See [sample_events.py](/sample_events.py). After running this script, one `h5` file will be generated, which is the generated GW catalog. 

Two independent catalogs are needed for population inference, one catalog "infer" as mocked observations, the other catalog "select" used for calculating detection rate during the inference. The two catalogs should have all parameters except $\kappa$ follwing the same distribution. Number of the "select" catalog should be at least four times of the "infer" catalog.

### Calculate Likelihood

See [match_filter_likelihood.py](/match_filter_likelihood.py). Provide the "infer" catalog and configurations of the detector network (see [detectors/ET_2CE_gwfast.json](detectors/ET_2CE_gwfast.json) for an example) and $\log\kappa$ - $\cos\iota$ 2D grid, this script will calculate and store 2D log-likelihood $\log\mathcal{L}(\kappa,\iota|d)$ and 1D likelihood $\mathcal{L}(\kappa|d)$ for each event.

If `range.npz` is provided with argument `--range-path`, the log-likelihood is calculated on uniformly separated $\log\kappa,\cos\iota$ 2D grid. The grid size is defined by values of the arguments `--dL-shape` and `--iota-shape`, default to be $100\times 100$. Insteadly, you can also provide `grid.npz` through argument `--grid-path`, which defines $P\times Q$ grid for the events. `grid.npz` also contains keys `log_kappa` and `cos_iota`, shape os both are $(N,P,Q)$. If provided, the arguments `--range-path`, `--dL-shape` and `--iota-shape` will be ignored.

### Population Inference

See [infer_spl.py](/infer_spl.py). "Infer" and "select" catalog, `pop.npz`, 1D kappa likelihood are needed.

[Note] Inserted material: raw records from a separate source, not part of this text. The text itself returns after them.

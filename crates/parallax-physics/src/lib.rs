//! Host physics: rapier3d world ownership, layered terrain colliders, and the
//! player's kinematic character body.
//!
//! Every collider carries its layer index in `user_data`, so scene queries
//! and the character controller can filter by [`LayerMask`](parallax_layers::LayerMask)
//! and by the [`LayerCollisionMatrix`](parallax_layers::LayerCollisionMatrix).

use bevy_ecs::prelude::*;
use parallax_config::PhysicsConfig;
use rapier3d::prelude::*;

mod character;
mod terrain;

pub use character::CharacterBody;
pub use terrain::{collider_layer, spawn_terrain};

/// Central physics simulation resource owning all Rapier state.
#[derive(Resource)]
pub struct PhysicsWorld {
    /// World-space gravity vector.
    pub gravity: Vector,
    /// Timestep and solver configuration.
    pub integration_parameters: IntegrationParameters,
    pub physics_pipeline: PhysicsPipeline,
    pub island_manager: IslandManager,
    /// Broad-phase collision detection (also provides the query pipeline).
    pub broad_phase: BroadPhaseBvh,
    pub narrow_phase: NarrowPhase,
    pub rigid_body_set: RigidBodySet,
    pub collider_set: ColliderSet,
    pub impulse_joint_set: ImpulseJointSet,
    pub multibody_joint_set: MultibodyJointSet,
    pub ccd_solver: CCDSolver,
}

impl PhysicsWorld {
    /// Creates an empty world with vertical gravity `gravity_y` stepping by `dt`.
    pub fn new(gravity_y: f32, dt: f32) -> Self {
        let integration_parameters = IntegrationParameters {
            dt,
            ..Default::default()
        };

        Self {
            gravity: Vector::new(0.0, gravity_y, 0.0),
            integration_parameters,
            physics_pipeline: PhysicsPipeline::new(),
            island_manager: IslandManager::new(),
            broad_phase: BroadPhaseBvh::new(),
            narrow_phase: NarrowPhase::new(),
            rigid_body_set: RigidBodySet::new(),
            collider_set: ColliderSet::new(),
            impulse_joint_set: ImpulseJointSet::new(),
            multibody_joint_set: MultibodyJointSet::new(),
            ccd_solver: CCDSolver::new(),
        }
    }

    pub fn from_config(config: &PhysicsConfig) -> Self {
        Self::new(config.gravity_y, config.fixed_dt)
    }

    /// Advances the simulation by one fixed timestep.
    pub fn step(&mut self) {
        self.physics_pipeline.step(
            self.gravity,
            &self.integration_parameters,
            &mut self.island_manager,
            &mut self.broad_phase,
            &mut self.narrow_phase,
            &mut self.rigid_body_set,
            &mut self.collider_set,
            &mut self.impulse_joint_set,
            &mut self.multibody_joint_set,
            &mut self.ccd_solver,
            &(),
            &(),
        );
    }

    /// The fixed timestep in seconds.
    pub fn dt(&self) -> f32 {
        self.integration_parameters.dt
    }
}

impl Default for PhysicsWorld {
    fn default() -> Self {
        Self::from_config(&PhysicsConfig::default())
    }
}

/// ECS system that steps the physics simulation once per invocation.
pub fn physics_step_system(mut physics: ResMut<PhysicsWorld>) {
    physics.step();
}

#[cfg(test)]
mod tests {
    use super::*;

    #[test]
    fn test_physics_world_initializes() {
        let world = PhysicsWorld::default();
        assert_eq!(world.rigid_body_set.len(), 0);
        assert_eq!(world.collider_set.len(), 0);
        assert_eq!(world.gravity.y, -9.81);
        assert!((world.dt() - 0.02).abs() < f32::EPSILON);
    }

    #[test]
    fn test_step_advances_simulation() {
        let mut world = PhysicsWorld::default();
        let body = RigidBodyBuilder::dynamic()
            .translation(Vector::new(0.0, 10.0, 0.0))
            .build();
        let handle = world.rigid_body_set.insert(body);
        let collider = ColliderBuilder::ball(0.5).build();
        world
            .collider_set
            .insert_with_parent(collider, handle, &mut world.rigid_body_set);

        for _ in 0..50 {
            world.step();
        }

        let pos = world.rigid_body_set[handle].translation();
        assert!(pos.y < 10.0, "Body should have fallen: y={}", pos.y);
    }

    #[test]
    fn test_step_system_runs_in_schedule() {
        let mut world = World::new();
        world.insert_resource(PhysicsWorld::default());
        let mut schedule = Schedule::default();
        schedule.add_systems(physics_step_system);
        schedule.run(&mut world);
        assert_eq!(world.resource::<PhysicsWorld>().collider_set.len(), 0);
    }
}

You can pass the argument `-disable-select` to disable selection effect, letting all of the events to be included in the poopulation inference and the detection rate in the inference becomes constant unity.

## Citation

Cite our work:

**Improving the detection sensitivity to primordial stochastic gravitational waves with reduced astrophysical foregrounds. II. Subthreshold binary neutron stars**, [Arxiv:2403.01846](https://arxiv.org/abs/2403.01846) [PhysRevD.111.023009](https://doi.org/10.1103/PhysRevD.111.023009)

if you find this code useful to you.